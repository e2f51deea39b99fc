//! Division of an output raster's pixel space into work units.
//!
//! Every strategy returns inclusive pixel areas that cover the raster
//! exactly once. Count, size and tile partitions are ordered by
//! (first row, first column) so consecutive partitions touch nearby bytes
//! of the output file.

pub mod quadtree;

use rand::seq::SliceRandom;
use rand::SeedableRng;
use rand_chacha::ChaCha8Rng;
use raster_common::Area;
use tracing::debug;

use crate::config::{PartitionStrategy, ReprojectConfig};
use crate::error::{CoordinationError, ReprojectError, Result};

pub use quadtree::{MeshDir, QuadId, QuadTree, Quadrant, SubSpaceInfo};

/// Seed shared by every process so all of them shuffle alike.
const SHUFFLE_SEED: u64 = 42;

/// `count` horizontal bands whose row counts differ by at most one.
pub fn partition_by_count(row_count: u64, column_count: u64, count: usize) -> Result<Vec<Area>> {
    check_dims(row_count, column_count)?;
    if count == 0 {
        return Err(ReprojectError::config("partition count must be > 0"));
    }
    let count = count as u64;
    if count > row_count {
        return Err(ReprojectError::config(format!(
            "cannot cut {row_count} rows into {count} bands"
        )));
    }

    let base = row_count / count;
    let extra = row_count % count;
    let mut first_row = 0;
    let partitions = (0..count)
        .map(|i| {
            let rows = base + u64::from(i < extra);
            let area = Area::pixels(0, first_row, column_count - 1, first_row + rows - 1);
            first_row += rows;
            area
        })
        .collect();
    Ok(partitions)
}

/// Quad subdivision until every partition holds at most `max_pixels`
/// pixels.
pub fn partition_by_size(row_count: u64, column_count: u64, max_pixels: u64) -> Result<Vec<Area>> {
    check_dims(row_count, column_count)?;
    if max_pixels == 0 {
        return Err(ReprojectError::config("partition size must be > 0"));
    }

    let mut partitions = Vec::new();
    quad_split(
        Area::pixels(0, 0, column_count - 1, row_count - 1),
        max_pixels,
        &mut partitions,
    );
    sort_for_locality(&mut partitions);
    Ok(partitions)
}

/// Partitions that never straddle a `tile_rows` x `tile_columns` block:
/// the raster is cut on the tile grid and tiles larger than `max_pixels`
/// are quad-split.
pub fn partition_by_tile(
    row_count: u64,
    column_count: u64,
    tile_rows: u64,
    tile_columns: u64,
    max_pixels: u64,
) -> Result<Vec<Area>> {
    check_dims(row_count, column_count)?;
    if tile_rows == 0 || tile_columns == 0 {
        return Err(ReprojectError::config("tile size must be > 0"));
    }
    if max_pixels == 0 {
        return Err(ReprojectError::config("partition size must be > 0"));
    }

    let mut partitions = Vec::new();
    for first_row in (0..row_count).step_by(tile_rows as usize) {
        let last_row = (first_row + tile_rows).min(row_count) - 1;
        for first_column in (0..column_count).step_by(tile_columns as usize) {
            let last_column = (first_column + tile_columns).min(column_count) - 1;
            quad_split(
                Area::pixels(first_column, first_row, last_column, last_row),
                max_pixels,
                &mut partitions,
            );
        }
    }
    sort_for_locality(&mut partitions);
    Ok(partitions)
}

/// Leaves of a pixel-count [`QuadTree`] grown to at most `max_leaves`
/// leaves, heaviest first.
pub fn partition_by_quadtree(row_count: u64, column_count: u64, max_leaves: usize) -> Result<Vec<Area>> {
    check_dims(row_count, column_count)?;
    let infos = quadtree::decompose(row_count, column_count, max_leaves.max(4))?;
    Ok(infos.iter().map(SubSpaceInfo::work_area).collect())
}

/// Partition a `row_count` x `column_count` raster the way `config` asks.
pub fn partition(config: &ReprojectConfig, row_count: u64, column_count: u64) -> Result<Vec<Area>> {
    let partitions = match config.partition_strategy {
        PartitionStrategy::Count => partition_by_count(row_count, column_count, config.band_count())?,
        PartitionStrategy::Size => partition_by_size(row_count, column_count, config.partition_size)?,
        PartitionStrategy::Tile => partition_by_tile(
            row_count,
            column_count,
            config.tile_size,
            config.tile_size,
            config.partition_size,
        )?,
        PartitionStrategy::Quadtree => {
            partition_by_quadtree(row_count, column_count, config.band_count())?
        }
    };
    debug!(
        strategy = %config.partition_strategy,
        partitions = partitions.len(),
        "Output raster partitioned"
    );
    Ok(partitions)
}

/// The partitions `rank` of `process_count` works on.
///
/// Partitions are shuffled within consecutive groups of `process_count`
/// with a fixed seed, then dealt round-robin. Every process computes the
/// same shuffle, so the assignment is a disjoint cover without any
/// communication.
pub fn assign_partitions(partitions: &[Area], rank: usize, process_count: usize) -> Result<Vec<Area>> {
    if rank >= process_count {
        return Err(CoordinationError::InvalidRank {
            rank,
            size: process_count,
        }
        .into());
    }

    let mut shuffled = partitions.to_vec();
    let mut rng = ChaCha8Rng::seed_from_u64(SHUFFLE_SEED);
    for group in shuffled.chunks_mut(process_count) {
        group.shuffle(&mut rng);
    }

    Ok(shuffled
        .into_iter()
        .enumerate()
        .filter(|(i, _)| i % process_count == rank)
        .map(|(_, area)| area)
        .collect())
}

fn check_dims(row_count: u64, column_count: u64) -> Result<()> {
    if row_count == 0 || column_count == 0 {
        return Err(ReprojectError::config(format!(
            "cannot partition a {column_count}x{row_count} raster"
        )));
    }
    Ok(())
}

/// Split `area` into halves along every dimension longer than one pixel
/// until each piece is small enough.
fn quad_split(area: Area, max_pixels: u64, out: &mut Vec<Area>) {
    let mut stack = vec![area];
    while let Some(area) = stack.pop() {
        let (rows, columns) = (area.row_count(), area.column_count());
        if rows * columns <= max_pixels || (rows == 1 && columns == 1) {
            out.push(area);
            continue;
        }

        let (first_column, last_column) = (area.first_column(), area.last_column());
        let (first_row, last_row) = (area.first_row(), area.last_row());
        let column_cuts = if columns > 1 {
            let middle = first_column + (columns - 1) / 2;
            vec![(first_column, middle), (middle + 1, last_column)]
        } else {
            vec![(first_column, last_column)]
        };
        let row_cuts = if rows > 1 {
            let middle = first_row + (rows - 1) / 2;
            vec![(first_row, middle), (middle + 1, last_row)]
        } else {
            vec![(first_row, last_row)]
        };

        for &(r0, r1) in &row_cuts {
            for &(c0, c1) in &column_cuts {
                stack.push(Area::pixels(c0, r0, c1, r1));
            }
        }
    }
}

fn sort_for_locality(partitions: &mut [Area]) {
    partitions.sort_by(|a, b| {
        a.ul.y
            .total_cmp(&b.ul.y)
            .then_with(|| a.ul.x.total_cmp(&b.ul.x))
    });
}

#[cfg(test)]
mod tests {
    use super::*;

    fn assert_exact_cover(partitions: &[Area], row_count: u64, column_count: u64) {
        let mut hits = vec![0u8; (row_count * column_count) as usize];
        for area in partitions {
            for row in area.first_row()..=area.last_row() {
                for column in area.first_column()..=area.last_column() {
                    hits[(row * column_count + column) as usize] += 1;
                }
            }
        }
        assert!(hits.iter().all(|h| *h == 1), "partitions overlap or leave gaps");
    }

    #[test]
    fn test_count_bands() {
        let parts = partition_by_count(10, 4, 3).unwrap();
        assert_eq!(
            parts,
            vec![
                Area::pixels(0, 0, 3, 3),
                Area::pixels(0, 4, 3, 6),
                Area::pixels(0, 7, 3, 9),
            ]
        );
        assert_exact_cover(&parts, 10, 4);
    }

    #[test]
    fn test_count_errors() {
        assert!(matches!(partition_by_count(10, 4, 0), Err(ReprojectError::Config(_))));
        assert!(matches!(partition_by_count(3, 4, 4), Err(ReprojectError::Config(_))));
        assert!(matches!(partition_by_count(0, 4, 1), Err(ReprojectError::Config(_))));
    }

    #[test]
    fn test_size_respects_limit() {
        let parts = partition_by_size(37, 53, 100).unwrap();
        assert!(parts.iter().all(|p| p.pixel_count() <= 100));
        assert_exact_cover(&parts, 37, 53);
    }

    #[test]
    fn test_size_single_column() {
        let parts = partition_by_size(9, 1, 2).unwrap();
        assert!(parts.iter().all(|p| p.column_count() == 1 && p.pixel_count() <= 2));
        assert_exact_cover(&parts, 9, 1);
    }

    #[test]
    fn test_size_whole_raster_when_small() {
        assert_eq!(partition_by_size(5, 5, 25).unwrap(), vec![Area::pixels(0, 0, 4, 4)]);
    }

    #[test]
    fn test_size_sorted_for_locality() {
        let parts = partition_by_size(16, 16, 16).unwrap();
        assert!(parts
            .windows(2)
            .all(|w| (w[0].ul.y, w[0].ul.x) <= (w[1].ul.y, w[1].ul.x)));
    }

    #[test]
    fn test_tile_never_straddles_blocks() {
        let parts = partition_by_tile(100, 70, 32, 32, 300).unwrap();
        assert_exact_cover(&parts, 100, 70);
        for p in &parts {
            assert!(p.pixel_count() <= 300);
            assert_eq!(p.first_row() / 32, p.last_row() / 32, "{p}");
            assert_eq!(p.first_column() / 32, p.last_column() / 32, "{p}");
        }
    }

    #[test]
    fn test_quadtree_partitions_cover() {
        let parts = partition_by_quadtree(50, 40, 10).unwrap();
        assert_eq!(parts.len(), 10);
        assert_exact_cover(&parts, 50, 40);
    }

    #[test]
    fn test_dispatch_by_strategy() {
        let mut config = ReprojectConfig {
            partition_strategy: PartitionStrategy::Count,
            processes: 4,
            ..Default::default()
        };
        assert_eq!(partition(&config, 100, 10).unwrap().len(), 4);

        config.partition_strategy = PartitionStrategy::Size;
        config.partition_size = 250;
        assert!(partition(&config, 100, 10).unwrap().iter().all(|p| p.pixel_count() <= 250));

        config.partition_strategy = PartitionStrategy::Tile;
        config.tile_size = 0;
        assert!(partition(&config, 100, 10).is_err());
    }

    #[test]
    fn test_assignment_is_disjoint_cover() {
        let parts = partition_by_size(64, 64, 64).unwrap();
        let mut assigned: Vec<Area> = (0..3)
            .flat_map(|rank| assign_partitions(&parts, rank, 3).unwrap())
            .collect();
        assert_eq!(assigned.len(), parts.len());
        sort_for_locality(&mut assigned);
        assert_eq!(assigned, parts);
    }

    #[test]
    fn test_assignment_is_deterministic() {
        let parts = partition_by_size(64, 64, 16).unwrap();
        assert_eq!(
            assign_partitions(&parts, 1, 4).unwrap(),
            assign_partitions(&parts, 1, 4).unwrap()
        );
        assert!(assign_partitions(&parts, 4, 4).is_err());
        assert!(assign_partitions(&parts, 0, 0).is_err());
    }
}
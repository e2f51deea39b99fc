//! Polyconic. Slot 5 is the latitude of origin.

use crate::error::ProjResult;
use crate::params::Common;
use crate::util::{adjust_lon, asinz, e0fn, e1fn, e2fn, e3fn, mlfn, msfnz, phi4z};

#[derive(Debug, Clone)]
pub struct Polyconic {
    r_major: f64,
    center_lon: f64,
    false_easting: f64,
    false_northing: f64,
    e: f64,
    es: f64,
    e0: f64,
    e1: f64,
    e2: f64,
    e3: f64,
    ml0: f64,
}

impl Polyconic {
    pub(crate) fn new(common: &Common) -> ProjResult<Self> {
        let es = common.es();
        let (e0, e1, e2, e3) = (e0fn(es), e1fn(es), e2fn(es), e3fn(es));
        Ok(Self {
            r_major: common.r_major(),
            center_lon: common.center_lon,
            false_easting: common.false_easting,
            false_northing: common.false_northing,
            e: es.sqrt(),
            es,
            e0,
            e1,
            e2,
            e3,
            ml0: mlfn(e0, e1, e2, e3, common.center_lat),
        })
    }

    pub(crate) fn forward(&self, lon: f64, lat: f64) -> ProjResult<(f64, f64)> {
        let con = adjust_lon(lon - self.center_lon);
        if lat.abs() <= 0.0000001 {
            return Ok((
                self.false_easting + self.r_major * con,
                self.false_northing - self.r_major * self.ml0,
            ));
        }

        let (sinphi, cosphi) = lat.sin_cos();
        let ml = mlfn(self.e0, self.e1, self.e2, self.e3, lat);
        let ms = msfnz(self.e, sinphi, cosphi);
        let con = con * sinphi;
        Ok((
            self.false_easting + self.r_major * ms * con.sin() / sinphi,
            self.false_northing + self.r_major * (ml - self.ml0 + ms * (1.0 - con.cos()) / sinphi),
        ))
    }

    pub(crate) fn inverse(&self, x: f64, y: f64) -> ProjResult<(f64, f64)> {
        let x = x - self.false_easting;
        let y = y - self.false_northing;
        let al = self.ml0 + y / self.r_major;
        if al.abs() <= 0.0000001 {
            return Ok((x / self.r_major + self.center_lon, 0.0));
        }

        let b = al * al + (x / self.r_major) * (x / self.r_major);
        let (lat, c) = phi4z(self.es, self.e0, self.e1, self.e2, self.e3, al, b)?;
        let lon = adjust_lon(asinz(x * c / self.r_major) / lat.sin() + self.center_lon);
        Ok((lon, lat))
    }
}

***

§ **TO DO**
Please write out, exactly as they appear, only the lines from the one holding "let b = al *" through the end of the data.

§ **RESPONSE BELOW**
        let b = al * al + (x / self.r_major) * (x / self.r_major);
        let (lat, c) = phi4z(self.es, self.e0, self.e1, self.e2, self.e3, al, b)?;
        let lon = adjust_lon(asinz(x * c / self.r_major) / lat.sin() + self.center_lon);
        Ok((lon, lat))
    }
}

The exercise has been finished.